Foto: Reuters/Clodagh Kilcoyne

London – Britische Wirtschaftsverbände stellten der Regierung unter Premierministerin Theresa May die Rute ins Fenster. Für den Fall, dass das Land EU-Binnenmarkt und Zollunion verlässt, seien massive Konjunktureinbrüche und Jobverluste zu erwarten, warnen Investmentbanken wie Goldman Sachs und der Pharmahersteller AstraZeneca. Die Attacke zeigte Wirkung: Firmen müssen nun offenbar doch nicht, wie geplant, Listen mit den Namen ihrer ausländischen Mitarbeiter erstellen.

May hatte vorige Woche erstmals den März 2019 als Austrittstermin aus der EU genannt. Großbritannien werde zukünftig die Einwanderung aus der EU beschränken, auch wolle man nicht mehr der Rechtsprechung des Europäischen Gerichtshofs unterliegen. Da beide Positionen als unvereinbar mit dem Binnenmarkt gelten, scheint die Insel auf einen harten Brexit zuzusteuern.
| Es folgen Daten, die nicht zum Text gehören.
//! Video frames handed over by the compositing pipeline

use std::sync::Arc;

/// Byte order of 8-bit, 4-channel pixels
#[derive(Debug, Clone, Copy, PartialEq, Eq, Default)]
pub enum PixelFormat {
    #[default]
    Rgba8,
    Bgra8,
}

/// Which field of an interlaced frame is being delivered
#[derive(Debug, Clone, Copy, PartialEq, Eq, Default)]
pub enum VideoField {
    #[default]
    Progressive,
    A,
    B,
}

/// Format of the video channel the consumer is attached to
#[derive(Debug, Clone, PartialEq)]
pub struct VideoFormatDesc {
    pub name: String,
    pub width: u32,
    pub height: u32,
    pub fps: f64,
}

impl Default for VideoFormatDesc {
    fn default() -> Self {
        Self {
            name: "1080p5000".to_string(),
            width: 1920,
            height: 1080,
            fps: 50.0,
        }
    }
}

/// An immutable, cheaply clonable video frame
///
/// Cloning shares the pixel buffer; no pixel data is copied.
#[derive(Debug, Clone)]
pub struct VideoFrame {
    width: u32,
    height: u32,
    format: PixelFormat,
    data: Arc<[u8]>,
}

impl VideoFrame {
    /// Wrap packed 4-byte pixels. Returns `None` if `data` does not match the size.
    pub fn new(width: u32, height: u32, format: PixelFormat, data: Vec<u8>) -> Option<Self> {
        let expected = width as usize * height as usize * 4;
        if data.len() != expected {
            return None;
        }
        Some(Self {
            width,
            height,
            format,
            data: data.into(),
        })
    }

    /// A frame filled with a single RGB color
    pub fn solid(width: u32, height: u32, r: u8, g: u8, b: u8) -> Self {
        let pixels = width as usize * height as usize;
        let data: Vec<u8> = [r, g, b, 255].repeat(pixels);
        Self {
            width,
            height,
            format: PixelFormat::Rgba8,
            data: data.into(),
        }
    }

    pub fn width(&self) -> u32 {
        self.width
    }

    pub fn height(&self) -> u32 {
        self.height
    }

    pub fn format(&self) -> PixelFormat {
        self.format
    }

    /// Raw pixel bytes, row-major without padding
    pub fn data(&self) -> &[u8] {
        &self.data
    }

    /// RGB of the pixel at `(x, y)`; caller keeps coordinates in range.
    pub fn rgb_at(&self, x: u32, y: u32) -> (u8, u8, u8) {
        let offset = (y as usize * self.width as usize + x as usize) * 4;
        let px = &self.data[offset..offset + 4];
        match self.format {
            PixelFormat::Rgba8 => (px[0], px[1], px[2]),
            PixelFormat::Bgra8 => (px[2], px[1], px[0]),
        }
    }

    /// Whether two handles share the same pixel buffer
    pub fn ptr_eq(&self, other: &VideoFrame) -> bool {
        Arc::ptr_eq(&self.data, &other.data)
    }
}

#[cfg(test)]
mod tests {
    use super::*;

    #[test]
    fn test_frame_size_check() {
        assert!(VideoFrame::new(2, 2, PixelFormat::Rgba8, vec![0; 16]).is_some());
        assert!(VideoFrame::new(2, 2, PixelFormat::Rgba8, vec![0; 15]).is_none());
    }

    #[test]
    fn test_bgra_channel_order() {
        let frame = VideoFrame::new(1, 1, PixelFormat::Bgra8, vec![30, 20, 10, 255]).unwrap();
        assert_eq!(frame.rgb_at(0, 0), (10, 20, 30));
    }

    #[test]
    fn test_clone_shares_pixels() {
        let frame = VideoFrame::solid(4, 4, 1, 2, 3);
        let copy = frame.clone();
        assert!(frame.ptr_eq(&copy));
        assert_eq!(copy.rgb_at(3, 3), (1, 2, 3));
    }
}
Andere Äußerungen Mays und ihrer wichtigsten Minister legen eine Abkehr vom liberalen, weltoffenen Wirtschaftsmodell nahe: "Wer Weltbürger sein will, gehört nirgendwo richtig dazu", sagte May. Innenministerin Amber Rudd kritisierte Unternehmen für die große Zahl ausländischer Angestellter. Zukünftig müssten Betriebe Namenslisten ihrer EU-Arbeitnehmer erstellen.

"Tätowierungen in Unterarme"

Die Initiative der einstigen Investmentbankerin rief eine ätzende Reaktion eines einflussreichen Brexit-Befürworters hervor: Beim nächsten Mal solle die Ministerin "doch gleich Zahlen in die Unterarme nichtbritischer Arbeiter tätowieren lassen", schrieb Steve Hilton, früher enger Berater von Mays Vorgänger David Cameron, in Anspielung auf KZ-Häftlinge. Noch am Sonntag ruderte die Regierung zurück: Rudds Plan werde "nicht umgesetzt", sagte Verteidigungsminister Michael Fallon in der BBC. Finanzminister Philip Hammond betonte beim Weltbanktreffen in Washington, dass das Kabinett sich keineswegs auf den harten Brexit festgelegt habe.
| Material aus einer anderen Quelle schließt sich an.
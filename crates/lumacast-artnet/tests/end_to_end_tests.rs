use std::collections::HashSet;
use std::io::ErrorKind;
use std::net::{SocketAddr, UdpSocket};
use std::time::Duration;

use lumacast_artnet::frame::{VideoField, VideoFormatDesc, VideoFrame};
use lumacast_artnet::{
    ArtNetConsumer, ArtNetSender, ArtNetSettings, Configuration, FixtureSettings, FrameConsumer,
    SenderSettings,
};

fn receiver() -> (UdpSocket, u16) {
    let socket = UdpSocket::bind("127.0.0.1:0").expect("bind receiver");
    socket
        .set_read_timeout(Some(Duration::from_secs(2)))
        .expect("set timeout");
    let port = socket.local_addr().unwrap().port();
    (socket, port)
}

fn rgb_sender(port: u16, universe: i64) -> SenderSettings {
    SenderSettings {
        host: "127.0.0.1".to_string(),
        port: port as i64,
        universe,
        fixtures: vec![FixtureSettings {
            fixture_type: Some("RGB".to_string()),
            start_address: Some(1),
            fixture_count: Some(1),
            width: 16.0,
            height: 16.0,
            ..Default::default()
        }],
    }
}

fn consumer(refresh_rate: i64, senders: Vec<SenderSettings>) -> ArtNetConsumer {
    let config = Configuration::from_settings(&ArtNetSettings {
        refresh_rate,
        senders,
    })
    .expect("valid configuration");
    ArtNetConsumer::new(config).expect("consumer")
}

#[test]
fn test_single_rgb_fixture_packet() {
    let (socket, port) = receiver();
    let mut consumer = consumer(20, vec![rgb_sender(port, 0)]);

    consumer.initialize(&VideoFormatDesc::default(), 1).unwrap();
    let _ = consumer.send(VideoField::Progressive, VideoFrame::solid(16, 16, 10, 20, 30));

    let mut buf = [0u8; 1024];
    let (len, _) = socket.recv_from(&mut buf).expect("Art-Net packet");
    consumer.stop();

    assert_eq!(len, 530);
    assert_eq!(&buf[0..8], b"Art-Net\0");
    assert_eq!(&buf[8..10], &[0x00, 0x50]);
    assert_eq!(&buf[10..12], &[0, 14]);
    // Universe 0
    assert_eq!(&buf[14..16], &[0, 0]);
    // Length 512
    assert_eq!(&buf[16..18], &[0x02, 0x00]);
    assert_eq!(&buf[18..21], &[10, 20, 30]);
    assert!(buf[21..530].iter().all(|v| *v == 0));
}

#[test]
fn test_no_packet_before_first_frame() {
    let (socket, port) = receiver();
    socket
        .set_read_timeout(Some(Duration::from_millis(300)))
        .unwrap();

    let mut consumer = consumer(50, vec![rgb_sender(port, 0)]);
    consumer.initialize(&VideoFormatDesc::default(), 1).unwrap();

    let mut buf = [0u8; 1024];
    let result = socket.recv_from(&mut buf);
    consumer.stop();

    let err = result.expect_err("no packet should be sent without a frame");
    assert!(matches!(err.kind(), ErrorKind::WouldBlock | ErrorKind::TimedOut));
}

#[test]
fn test_one_packet_per_sender_per_tick() {
    let (socket, port) = receiver();
    let mut consumer = consumer(10, vec![rgb_sender(port, 0), rgb_sender(port, 5)]);

    consumer.initialize(&VideoFormatDesc::default(), 1).unwrap();
    let _ = consumer.send(VideoField::Progressive, VideoFrame::solid(16, 16, 1, 2, 3));

    let mut universes = HashSet::new();
    let mut buf = [0u8; 1024];
    for _ in 0..2 {
        let (len, _) = socket.recv_from(&mut buf).expect("Art-Net packet");
        assert_eq!(len, 530);
        universes.insert(u16::from_le_bytes([buf[14], buf[15]]));
        assert_eq!(&buf[18..21], &[1, 2, 3]);
    }
    consumer.stop();

    assert_eq!(universes, HashSet::from([0, 5]));
}

#[test]
fn test_output_follows_latest_frame() {
    let (socket, port) = receiver();
    let mut consumer = consumer(20, vec![rgb_sender(port, 0)]);

    consumer.initialize(&VideoFormatDesc::default(), 1).unwrap();
    let _ = consumer.send(VideoField::Progressive, VideoFrame::solid(16, 16, 255, 0, 0));

    let mut buf = [0u8; 1024];
    socket.recv_from(&mut buf).expect("first packet");
    assert_eq!(&buf[18..21], &[255, 0, 0]);

    let _ = consumer.send(VideoField::Progressive, VideoFrame::solid(16, 16, 0, 0, 255));

    // A packet from a tick already in flight may still carry the old color
    let mut saw_blue = false;
    for _ in 0..5 {
        socket.recv_from(&mut buf).expect("packet");
        if buf[18..21] == [0, 0, 255] {
            saw_blue = true;
            break;
        }
    }
    consumer.stop();

    assert!(saw_blue);
}

#[test]
fn test_failed_send_does_not_stop_later_senders() {
    // UDP refuses destination port 0
    let unreachable: SocketAddr = "127.0.0.1:0".parse().unwrap();
    let transport = ArtNetSender::new().unwrap();
    assert!(transport.send_dmx(3, &[0u8; 512], unreachable).is_err());

    let (socket, port) = receiver();
    let mut consumer = consumer(20, vec![rgb_sender(0, 3), rgb_sender(port, 4)]);

    consumer.initialize(&VideoFormatDesc::default(), 1).unwrap();
    let _ = consumer.send(VideoField::Progressive, VideoFrame::solid(16, 16, 7, 8, 9));

    let mut buf = [0u8; 1024];
    for _ in 0..3 {
        let (len, _) = socket.recv_from(&mut buf).expect("packet from the second sender");
        assert_eq!(len, 530);
        assert_eq!(&buf[14..16], &[4, 0]);
        assert_eq!(&buf[18..21], &[7, 8, 9]);
    }
    consumer.stop();
    assert_eq!(consumer.loop_state(), lumacast_artnet::LoopState::Stopped);
}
Beim Austrittsprozess müssten Wirtschaft und Finanzindustrie ausführlich angehört werden, mahnte der Industrieverband CBI: Werde nicht rechtzeitig ein neues Abkommen geschlossen, würden für britische Exporte die Regeln der Welthandelsorganisation (WTO) gelten. Dies würde bedeuten, dass "in nur 29 Monaten" auf bis zu 90 Prozent der britischen Güter Zölle erhoben würden, führte Fairbairn in der BBC aus.

Beim Brexit beraten lassen will sich die britische Regierung nur von britischen Staatsbürgern. Ein hochrangiger Regierungsvertreter habe der London School of Economics (LSE) mitgeteilt, dass ausländische Wissenschafter beim Austritt des Landes aus der EU nicht als Berater erwünscht seien, teilte die Uni mit. Das Außenministerium erklärte, es werde weiterhin ohne Ansehen der Nationalität den Rat der besten und klügsten Köpfe suchen. Allerdings würden unter Umständen Sicherheitsfreigaben verlangt.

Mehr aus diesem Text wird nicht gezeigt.